▸ **Problem statement**
Count the lines of the records below that hold the word "String", and give only the number.

▸ **Records shown**

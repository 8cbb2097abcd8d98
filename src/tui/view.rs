use anyhow::Result;
use ratatui::Terminal;
use ratatui::backend::CrosstermBackend;
use ratatui::crossterm::{cursor, execute, terminal};
use ratatui::widgets::{Block, Borders, ListState};
use std::io;
use std::time::Instant;
use tracing::debug;
use tui_textarea::TextArea;

use crate::api::ContactId;
use crate::controller::ContactsController;
use crate::tui::state::InputMode;
use crate::tui::theme::Theme;

pub(crate) type TerminalType = Terminal<CrosstermBackend<io::Stdout>>;

pub struct TuiApp {
    pub controller: ContactsController,
    pub input_mode: InputMode,
    pub search: TextArea<'static>,
    pub list_state: ListState,
    pub theme: Theme,
    pub spinner_state: usize,
    pub dirty: bool,
    /// One-line hint shown in the footer until the next key press.
    pub hint: Option<String>,
    pub(crate) last_ctrl_c_at: Option<Instant>,
}

pub(crate) fn search_box() -> TextArea<'static> {
    let mut textarea = TextArea::default();
    textarea.set_block(Block::default().borders(Borders::ALL).title("Search"));
    textarea.set_placeholder_text("Search contacts by name, email, or phone...");
    textarea
}

impl TuiApp {
    pub fn new(controller: ContactsController, theme: &str) -> Self {
        let theme = Theme::by_name(theme);
        debug!(theme = %theme.name, "tui theme");
        Self {
            controller,
            input_mode: InputMode::Normal,
            search: search_box(),
            list_state: ListState::default(),
            theme,
            spinner_state: 0,
            dirty: true,
            hint: None,
            last_ctrl_c_at: None,
        }
    }

    pub fn search_text(&self) -> String {
        self.search.lines().join("")
    }

    /// Id of the highlighted row in the filtered list.
    pub fn selected_id(&self) -> Option<ContactId> {
        let idx = self.list_state.selected()?;
        self.controller
            .state()
            .filtered
            .get(idx)
            .map(|c| c.id.clone())
    }

    pub fn select_next(&mut self) {
        let len = self.controller.state().filtered.len();
        if len == 0 {
            return;
        }
        let next = self.list_state.selected().map_or(0, |i| (i + 1).min(len - 1));
        self.list_state.select(Some(next));
        self.dirty = true;
    }

    pub fn select_prev(&mut self) {
        if self.controller.state().filtered.is_empty() {
            return;
        }
        let prev = self.list_state.selected().map_or(0, |i| i.saturating_sub(1));
        self.list_state.select(Some(prev));
        self.dirty = true;
    }

    /// Re-align mode and selection with controller state after it changed.
    pub fn sync_with_state(&mut self) {
        let state = self.controller.state();
        self.input_mode = if state.form.is_some() {
            InputMode::Form
        } else if state.pending_delete.is_some() {
            InputMode::ConfirmDelete
        } else if matches!(self.input_mode, InputMode::Form | InputMode::ConfirmDelete) {
            InputMode::Normal
        } else {
            self.input_mode
        };

        let len = state.filtered.len();
        let selected = match self.list_state.selected() {
            _ if len == 0 => None,
            None => Some(0),
            Some(i) => Some(i.min(len - 1)),
        };
        self.list_state.select(selected);
    }

    pub fn run(&mut self) -> Result<()> {
        struct TuiGuard;
        impl Drop for TuiGuard {
            fn drop(&mut self) {
                let mut stdout = io::stdout();
                let _ = execute!(stdout, terminal::LeaveAlternateScreen, cursor::Show);
                let _ = terminal::disable_raw_mode();
            }
        }
        let mut stdout = io::stdout();
        terminal::enable_raw_mode()?;
        execute!(stdout, terminal::EnterAlternateScreen, cursor::Hide)?;
        let _guard = TuiGuard;

        let mut terminal = Terminal::new(CrosstermBackend::new(stdout))?;
        terminal.clear()?;

        self.controller.start_load();
        let res = self.event_loop(&mut terminal);
        self.controller.shutdown();
        res
    }
}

▸ **Task solution**
2